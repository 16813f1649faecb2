use chrono::{DateTime, Utc};
use serde::{Deserialize, Serialize};
use uuid::Uuid;

use crate::entity::Blog;
use crate::repository::RepoError;

use super::shared::{filter_value, parse_optional_id, validate_title};

#[derive(Debug, Deserialize)]
pub struct CreateBlogRequest {
    pub user_id: Uuid,
    pub title: String,
    #[serde(default)]
    pub score: f64,
}

#[derive(Deserialize, Default, PartialEq)]
pub struct UpdateBlogRequest {
    pub title: Option<String>,
    pub score: Option<f64>,
}

#[derive(Serialize)]
pub struct BlogResponse {
    pub id: Uuid,
    pub user_id: Uuid,
    pub title: String,
    pub score: f64,
    pub created_date: DateTime<Utc>,
}

impl From<Blog> for BlogResponse {
    fn from(b: Blog) -> Self {
        Self {
            id: b.id,
            user_id: b.user_id,
            title: b.title,
            score: b.score,
            created_date: b.created_date,
        }
    }
}

#[derive(Serialize)]
pub struct BlogListResponse {
    pub data: Vec<BlogResponse>,
}

/// Query string for listing blogs.
#[derive(Deserialize, Default)]
pub struct BlogListQuery {
    pub title: Option<String>,
    pub user_id: Option<String>,
}

/// Equality filters for listing blogs.
#[derive(Debug, Default, Clone, PartialEq)]
pub struct BlogFilter {
    pub title: Option<String>,
    pub user_id: Option<Uuid>,
}

impl TryFrom<BlogListQuery> for BlogFilter {
    type Error = RepoError;

    fn try_from(query: BlogListQuery) -> Result<Self, Self::Error> {
        Ok(Self {
            title: filter_value(query.title),
            user_id: parse_optional_id(query.user_id.as_deref(), "user_id")?,
        })
    }
}

pub fn validate_score(score: f64) -> Result<(), RepoError> {
    if !score.is_finite() || score < 0.0 {
        return Err(RepoError::Validation(
            "Score must be a finite number >= 0".into(),
        ));
    }
    Ok(())
}

pub fn validate_create_blog(payload: &CreateBlogRequest) -> Result<(), RepoError> {
    validate_title(&payload.title)?;
    validate_score(payload.score)
}

/// Validate a blog after a patch has been applied.
pub fn validate_blog(blog: &Blog) -> Result<(), RepoError> {
    validate_title(&blog.title)?;
    validate_score(blog.score)
}
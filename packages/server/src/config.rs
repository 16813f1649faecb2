use common::StoreConfig;
use config::{Config, ConfigError, Environment, File};
use serde::Deserialize;

#[derive(Debug, Deserialize, Clone)]
pub struct CorsConfig {
    /// Allowed origins. Empty means same-origin only.
    #[serde(default)]
    pub allow_origins: Vec<String>,
    pub max_age: u64,
}

#[derive(Debug, Deserialize, Clone)]
pub struct ServerConfig {
    pub host: String,
    pub port: u16,
    pub cors: CorsConfig,
}

#[derive(Debug, Deserialize, Clone)]
pub struct AppConfig {
    pub server: ServerConfig,
    #[serde(default)]
    pub store: StoreConfig,
}

impl AppConfig {
    pub fn load() -> Result<Self, ConfigError> {
        let path = std::env::var("BLOG_CONFIG").unwrap_or_else(|_| "config/config".into());
        let s = Config::builder()
            .set_default("server.host", "127.0.0.1")?
            .set_default("server.port", 3000)?
            .set_default("server.cors.max_age", 3600)?
            .set_default("store.request_timeout_ms", 5000)?
            // Load from config/config.toml unless BLOG_CONFIG points elsewhere
            .add_source(File::with_name(&path).required(false))
            // Override from environment (e.g., BLOG__STORE__SNAPSHOT_PATH)
            .add_source(Environment::with_prefix("BLOG").separator("__"))
            .build()?;

        s.try_deserialize()
    }
}
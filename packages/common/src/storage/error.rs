use std::fmt;

use super::item::PrimaryKey;

/// Errors that can occur during item store operations.
#[derive(Debug)]
pub enum StoreError {
    /// A conditional put was rejected.
    ConditionFailed(PrimaryKey),
    /// The item is missing its key attributes.
    InvalidItem(String),
    /// The store could not be reached or did not answer in time.
    Unavailable(String),
    /// An I/O error occurred while reading or writing a snapshot.
    Io(std::io::Error),
    /// A snapshot could not be encoded or decoded.
    Serialization(serde_json::Error),
}

impl fmt::Display for StoreError {
    fn fmt(&self, f: &mut fmt::Formatter<'_>) -> fmt::Result {
        match self {
            Self::ConditionFailed(key) => write!(f, "condition failed for item {key}"),
            Self::InvalidItem(msg) => write!(f, "invalid item: {msg}"),
            Self::Unavailable(msg) => write!(f, "store unavailable: {msg}"),
            Self::Io(err) => write!(f, "store IO error: {err}"),
            Self::Serialization(err) => write!(f, "snapshot serialization error: {err}"),
        }
    }
}

impl std::error::Error for StoreError {
    fn source(&self) -> Option<&(dyn std::error::Error + 'static)> {
        match self {
            Self::Io(err) => Some(err),
            Self::Serialization(err) => Some(err),
            _ => None,
        }
    }
}

impl From<std::io::Error> for StoreError {
    fn from(err: std::io::Error) -> Self {
        Self::Io(err)
    }
}

impl From<serde_json::Error> for StoreError {
    fn from(err: serde_json::Error) -> Self {
        Self::Serialization(err)
    }
}
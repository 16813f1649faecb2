use axum::Json;
use axum::extract::{Path, Query, State};
use axum::http::StatusCode;
use axum::response::IntoResponse;
use tracing::instrument;

use crate::error::AppError;
use crate::extractors::json::AppJson;
use crate::models::blog::*;
use crate::models::shared::{DeleteResponse, parse_id};
use crate::state::AppState;

#[instrument(skip(state, payload), fields(user_id = %payload.user_id))]
pub async fn create_blog(
    State(state): State<AppState>,
    AppJson(payload): AppJson<CreateBlogRequest>,
) -> Result<impl IntoResponse, AppError> {
    let blog = state.repos.blogs.create(payload).await?;
    Ok((StatusCode::CREATED, Json(BlogResponse::from(blog))))
}

#[instrument(skip(state, query))]
pub async fn list_blogs(
    State(state): State<AppState>,
    Query(query): Query<BlogListQuery>,
) -> Result<Json<BlogListResponse>, AppError> {
    let filter = BlogFilter::try_from(query)?;
    let blogs = state.repos.blogs.list(filter).await?;
    Ok(Json(BlogListResponse {
        data: blogs.into_iter().map(BlogResponse::from).collect(),
    }))
}

#[instrument(skip(state))]
pub async fn get_blog(
    State(state): State<AppState>,
    Path(id): Path<String>,
) -> Result<Json<BlogResponse>, AppError> {
    let id = parse_id(&id, "id")?;
    let blog = state.repos.blogs.get(id).await?;
    Ok(Json(BlogResponse::from(blog)))
}

#[instrument(skip(state, payload))]
pub async fn update_blog(
    State(state): State<AppState>,
    Path(id): Path<String>,
    AppJson(payload): AppJson<UpdateBlogRequest>,
) -> Result<Json<BlogResponse>, AppError> {
    let id = parse_id(&id, "id")?;
    let blog = state.repos.blogs.update(id, payload).await?;
    Ok(Json(BlogResponse::from(blog)))
}

/// Delete a blog and every comment on it.
#[instrument(skip(state))]
pub async fn delete_blog(
    State(state): State<AppState>,
    Path(id): Path<String>,
) -> Result<Json<DeleteResponse>, AppError> {
    let id = parse_id(&id, "id")?;
    let report = state.repos.blogs.delete(id).await?;
    Ok(Json(DeleteResponse {
        deleted: report.deleted,
    }))
}
use async_trait::async_trait;

use super::error::StoreError;
use super::item::{Item, PrimaryKey, PutCondition, Query};

/// Item storage with a single table and secondary indexes.
///
/// Each call is atomic on its own; there are no multi-item transactions.
#[async_trait]
pub trait EntityStore: Send + Sync {
    /// Fetch an item by its primary key.
    async fn get(&self, key: &PrimaryKey) -> Result<Option<Item>, StoreError>;

    /// Write an item, subject to `condition`.
    ///
    /// The item must carry string `PK` and `SK` attributes.
    async fn put(&self, item: Item, condition: PutCondition) -> Result<(), StoreError>;

    /// Delete an item by its primary key.
    ///
    /// Returns `true` if the item was deleted, `false` if it did not exist.
    async fn delete(&self, key: &PrimaryKey) -> Result<bool, StoreError>;

    /// Run a key-condition query against the table or a secondary index.
    ///
    /// Results are ordered by the index sort key.
    async fn query(&self, query: &Query) -> Result<Vec<Item>, StoreError>;

    /// Whether an item exists.
    async fn exists(&self, key: &PrimaryKey) -> Result<bool, StoreError> {
        Ok(self.get(key).await?.is_some())
    }
}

++++++++++

**WORK REQUEST**
Please reproduce exactly the lines from the first one of the records above through the line containing "#[derive(Debug, Deserialize)]", both included, and nothing else.

**WRITTEN ANSWER**
repository 16813f1649faecb2
use chrono::{DateTime, Utc};
use serde::{Deserialize, Serialize};
use uuid::Uuid;

use crate::entity::Blog;
use crate::repository::RepoError;

use super::shared::{filter_value, parse_optional_id, validate_title};

#[derive(Debug, Deserialize)]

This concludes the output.